Project Report - CS6501-003 - CNN for Mammography: distinguishing benign vs. malignant masses

Jeffrey Xing

Abstract

This project's inspiration comes from Vibhu Agarwal's and Clayton Carson's paper "Using Deep Convolutional Neural Networks to Predict Semantic Features of Lesions in Mammograms" [1] as well as Arzav Jain's and Daniel Levy's paper "DeepMammo: Breast Mass Classification using Deep Convolutional Neural Networks" [2]. We attempt to reproduce and build on their prior work classifying 2D-mammography X-ray images of lesions into malignant or benign by employing a convolutional neural network (CNN) architecture. We implement and test two architectures at varying depths, ultimately achieving the best performance with a fine-tuned InceptionV3 model (83% accuracy, 64% sensitivity, 13% false positive rate), which is on par with the lower quartile of human performance.

Introduction

Breast cancer is the number one leading cancer among females, and the second most fatal type in the same group [3]. 2D Xray screening mammograms are currently considered to be the best method for early detection of breast cancer, although 3D tomosynthesis is becoming more popular (this is equivalent to a mammogram taken at multiple angles and synthetically reconstructed into a 3D stack).

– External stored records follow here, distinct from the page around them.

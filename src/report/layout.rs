use crate::report::ContentBlock;

// The whole document is laid out once onto a single tall surface at this
// fixed virtual width; pages are cut out of it afterwards.
pub const VIRTUAL_WIDTH: f32 = 800.0;

const MARGIN_X: f32 = 48.0;
const LABEL_COL: f32 = 190.0;

const TITLE_SIZE: f32 = 20.0;
const SECTION_SIZE: f32 = 14.0;
const BODY_SIZE: f32 = 11.0;
const TABLE_SIZE: f32 = 10.0;

const TITLE_LINE: f32 = 32.0;
const SECTION_LINE: f32 = 24.0;
const BODY_LINE: f32 = 18.0;
const ROW_LINE: f32 = 17.0;
const SPACER: f32 = 12.0;

// Table column x offsets relative to the left margin.
const COL_NAME: f32 = 0.0;
const COL_VALUE: f32 = 300.0;
const COL_UNIT: f32 = 390.0;
const COL_RANGE: f32 = 470.0;
const COL_STATUS: f32 = 610.0;

#[derive(Debug, Clone)]
pub struct LayoutParams {
    pub width: f32,
}

impl Default for LayoutParams {
    fn default() -> Self {
        Self {
            width: VIRTUAL_WIDTH,
        }
    }
}

#[derive(Debug, Clone, PartialEq)]
pub enum Prim {
    TextRun {
        x: f32,
        y: f32,
        size: f32,
        bold: bool,
        text: String,
    },
    Rule {
        y: f32,
        x0: f32,
        x1: f32,
    },
}

#[derive(Debug, Clone)]
pub struct Surface {
    pub width: f32,
    pub height: f32,
    pub prims: Vec<Prim>,
}

pub fn layout(blocks: &[ContentBlock], params: &LayoutParams) -> Surface {
    let width = params.width;
    let text_span = width - 2.0 * MARGIN_X;
    let mut prims = Vec::new();
    let mut y = 0.0f32;

    for block in blocks {
        match block {
            ContentBlock::Title(text) => {
                let x = ((width - text_width(text, TITLE_SIZE)) / 2.0).max(MARGIN_X);
                prims.push(Prim::TextRun {
                    x,
                    y,
                    size: TITLE_SIZE,
                    bold: true,
                    text: text.clone(),
                });
                y += TITLE_LINE;
            }
            ContentBlock::SectionHeader(text) => {
                prims.push(Prim::TextRun {
                    x: MARGIN_X,
                    y,
                    size: SECTION_SIZE,
                    bold: true,
                    text: text.clone(),
                });
                y += SECTION_LINE;
            }
            ContentBlock::LabelValue { label, value } => {
                prims.push(Prim::TextRun {
                    x: MARGIN_X,
                    y,
                    size: BODY_SIZE,
                    bold: true,
                    text: label.clone(),
                });
                prims.push(Prim::TextRun {
                    x: MARGIN_X + LABEL_COL,
                    y,
                    size: BODY_SIZE,
                    bold: false,
                    text: value.clone(),
                });
                y += BODY_LINE;
            }
            ContentBlock::Text(body) => {
                for line in wrap_text(body, text_span, BODY_SIZE) {
                    prims.push(Prim::TextRun {
                        x: MARGIN_X,
                        y,
                        size: BODY_SIZE,
                        bold: false,
                        text: line,
                    });
                    y += BODY_LINE;
                }
            }
            ContentBlock::Table(rows) => {
                let header = ["Marker", "Value", "Unit", "Normal range", "Status"];
                let cols = [COL_NAME, COL_VALUE, COL_UNIT, COL_RANGE, COL_STATUS];
                for (text, col) in header.iter().zip(cols) {
                    prims.push(Prim::TextRun {
                        x: MARGIN_X + col,
                        y,
                        size: TABLE_SIZE,
                        bold: true,
                        text: (*text).to_string(),
                    });
                }
                y += ROW_LINE;
                prims.push(Prim::Rule {
                    y,
                    x0: MARGIN_X,
                    x1: width - MARGIN_X,
                });
                y += 4.0;
                for row in rows {
                    let cells = [
                        row.name.as_str(),
                        row.value.as_str(),
                        row.unit.as_str(),
                        row.range_text.as_str(),
                        row.status.label(),
                    ];
                    for (text, col) in cells.iter().zip(cols) {
                        prims.push(Prim::TextRun {
                            x: MARGIN_X + col,
                            y,
                            size: TABLE_SIZE,
                            bold: false,
                            text: (*text).to_string(),
                        });
                    }
                    y += ROW_LINE;
                }
                prims.push(Prim::Rule {
                    y,
                    x0: MARGIN_X,
                    x1: width - MARGIN_X,
                });
                y += 6.0;
            }
            ContentBlock::Spacer => {
                y += SPACER;
            }
        }
    }

    Surface {
        width,
        height: y,
        prims,
    }
}

// Approximate Helvetica advance widths in em units, close enough for
// centering and right-alignment of short runs.
pub fn text_width(text: &str, size: f32) -> f32 {
    let units: f32 = text.chars().map(char_width).sum();
    units * size
}

fn char_width(c: char) -> f32 {
    match c {
        'i' | 'j' | 'l' | '.' | ',' | ':' | ';' | '\'' | '|' => 0.28,
        'f' | 't' | 'r' | 'I' | '(' | ')' | '[' | ']' | '/' | ' ' => 0.33,
        'm' | 'M' | 'W' | 'w' | '@' => 0.85,
        c if c.is_ascii_uppercase() => 0.67,
        c if c.is_ascii_digit() => 0.556,
        _ => 0.52,
    }
}

fn wrap_text(body: &str, max_width: f32, size: f32) -> Vec<String> {
    let mut lines = Vec::new();
    let mut current = String::new();
    for word in body.split_whitespace() {
        let candidate = if current.is_empty() {
            word.to_string()
        } else {
            format!("{} {}", current, word)
        };
        if text_width(&candidate, size) <= max_width || current.is_empty() {
            current = candidate;
        } else {
            lines.push(current);
            current = word.to_string();
        }
    }
    if !current.is_empty() {
        lines.push(current);
    }
    lines
}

The interpretation and diagnosis by radiologists is still a manual and laborous process with high variance depending on the interpreter [4]. Methods for standardizing and improving diagnosis are still being explored. This paper examines previous approaches using convolutional neural network architecture to reduce feature-engineering and automatically learn a model from labeled data.

Dataset

The dataset used is one of the largest publicly available radiographic imaging databases: Digital Database for Screening Mammography (DDSM) [5]. The full database contains roughly 2620 cases (patients), curated to contain well-balanced class distribution: (695 normal, 870 benign, 914 cancer, 141 benign with callback). The advantage of this dataset is that for regions of interest in each high-resolution (16bit, ~4000 x ~2000) image, there are a) expert radiologist annotated boundary shapes, b) clinically relevant physician's interpretation of the shape, and most importantly c) biopsy/pathology validated ground-truth status of the lesion. A representative sample is shown in Figure 1.

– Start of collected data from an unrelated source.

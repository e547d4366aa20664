use chrono::{Local, NaiveDateTime};

/// Date/time source for footer timestamps and dated filenames, swappable
/// so reports stay reproducible under test.
pub trait Clock {
    fn now(&self) -> NaiveDateTime;
}

#[derive(Debug, Default, Clone, Copy)]
pub struct SystemClock;

impl Clock for SystemClock {
    fn now(&self) -> NaiveDateTime {
        Local::now().naive_local()
    }
}

#[cfg(test)]
pub struct FixedClock(pub NaiveDateTime);

#[cfg(test)]
impl Clock for FixedClock {
    fn now(&self) -> NaiveDateTime {
        self.0
    }
}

Figure 1. Original images with overlaid region boundary

For this project, we only consider single contiguous masses (not calcifications, which tend to be star-like clusters of punctate dots) to stratify the problem into a more defined sub-challenge. To generalize better, we split our data by patient (instead of by image) into 80% train and 20% validation. The final distribution after selecting masses is shown in Table 1. Although not huge when comparing with other machine learning image datasets, it is one of the largest available datasets in the medical imaging field; thus, it is hoped that these are sufficient to yield promising proof-of-concept results.

Table 1a. Number of patient cases in masses subset.

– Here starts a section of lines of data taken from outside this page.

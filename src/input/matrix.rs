use tracing::{debug, warn};

use crate::input::ParseError;
use crate::input::fields::{apply_field, field_for_label};
use crate::model::range::{RangeSpec, Status, parse_range};
use crate::model::record::{BiomarkerReading, SampleRecord};
use crate::tiers::Tier;

// Lines recognized as the separator between the biomarker matrix and the
// patient-info section, matched by case-insensitive containment.
const SECTION_MARKERS: &[&str] = &["thông tin bệnh nhân", "thong tin benh nhan", "patient info"];

// Column layout of the biomarker section: name, two range bounds, then
// one column per sample.
const SAMPLE_COL_OFFSET: usize = 3;

pub fn parse_matrix(text: &str) -> Result<Vec<SampleRecord>, ParseError> {
    let lines: Vec<&str> = text
        .lines()
        .map(str::trim)
        .filter(|line| !line.is_empty())
        .collect();
    if lines.is_empty() {
        return Err(ParseError::Empty);
    }

    let marker = lines
        .iter()
        .position(|line| is_section_marker(line))
        .ok_or(ParseError::MissingSeparator)?;
    if marker == 0 {
        warn!("matrix file has no biomarker section before the patient info marker");
        return Ok(Vec::new());
    }

    let header = split_row(lines[0]);
    let n_samples = header.len().saturating_sub(SAMPLE_COL_OFFSET);
    let mut records = Vec::with_capacity(n_samples);
    for i in 0..n_samples {
        let id = header
            .get(SAMPLE_COL_OFFSET + i)
            .copied()
            .unwrap_or("")
            .trim();
        let id = if id.is_empty() {
            format!("sample_{}", i + 1)
        } else {
            id.to_string()
        };
        records.push(SampleRecord::new(id));
    }

    for line in &lines[1..marker] {
        parse_biomarker_row(line, &mut records);
    }
    for line in &lines[marker + 1..] {
        parse_metadata_row(line, &mut records);
    }

    Ok(records)
}

fn parse_biomarker_row(line: &str, records: &mut [SampleRecord]) {
    let cols = split_row(line);
    let name = cols.first().copied().unwrap_or("").trim();
    if name.is_empty() {
        return;
    }

    let range_text = join_range(cols.get(1).copied(), cols.get(2).copied());
    let range = parse_range(&range_text);
    if let RangeSpec::Unparseable(raw) = &range {
        warn!(
            "unparseable normal range '{}' for marker '{}'; readings will stay unchecked",
            raw, name
        );
    }

    for (i, record) in records.iter_mut().enumerate() {
        let raw = cols.get(SAMPLE_COL_OFFSET + i).copied().unwrap_or("").trim();
        let value = parse_value(name, raw);
        record.biomarkers.insert(BiomarkerReading {
            name: name.to_string(),
            value,
            range: range.clone(),
            status: Status::Unchecked,
            tier: Tier::Standard,
        });
    }
}

fn parse_metadata_row(line: &str, records: &mut [SampleRecord]) {
    let cols = split_row(line);
    let label = cols.first().copied().unwrap_or("").trim();
    if label.is_empty() {
        return;
    }

    let Some(field) = field_for_label(label) else {
        debug!("ignoring unrecognized patient info label '{}'", label);
        return;
    };
    for (i, record) in records.iter_mut().enumerate() {
        let value = cols.get(1 + i).copied().unwrap_or("").trim();
        if value.is_empty() {
            continue;
        }
        apply_field(record, field, value);
    }
}

fn is_section_marker(line: &str) -> bool {
    let lower = line.to_lowercase();
    SECTION_MARKERS.iter().any(|m| lower.contains(m))
}

fn split_row(line: &str) -> Vec<&str> {
    line.split(',').map(str::trim).collect()
}

fn join_range(first: Option<&str>, second: Option<&str>) -> String {
    let first = first.unwrap_or("").trim();
    let second = second.unwrap_or("").trim();
    if second.is_empty() {
        first.to_string()
    } else {
        format!("{}-{}", first, second)
    }
}

fn parse_value(name: &str, raw: &str) -> f64 {
    if raw.is_empty() {
        return 0.0;
    }
    match raw.parse::<f64>() {
        Ok(value) => value,
        Err(_) => {
            warn!(
                "non-numeric value '{}' for marker '{}'; defaulting to 0",
                raw, name
            );
            0.0
        }
    }
}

| |Benign | Malignant | Both | Total |---|---|---|---|---|--- | Patients | 515 | 581 | 21 | 1117

Table 1b. Number of individual masses in training/validation split.

	Benign	Malignant	Total
Train	903	978	1881
Validation	238	243	481

Preprocessing

Decompressing raw data

As the raw images are in an obscure, old format (data is from 1990s), a preprocessing utility [6] was used to convert them to PNM intermediate format, whereupon an imagemagick wrapper [7] is used to convert to 16bit PNG. This utility [6] also claims to normalize batch effects due to different scanners/institutions used during data collection.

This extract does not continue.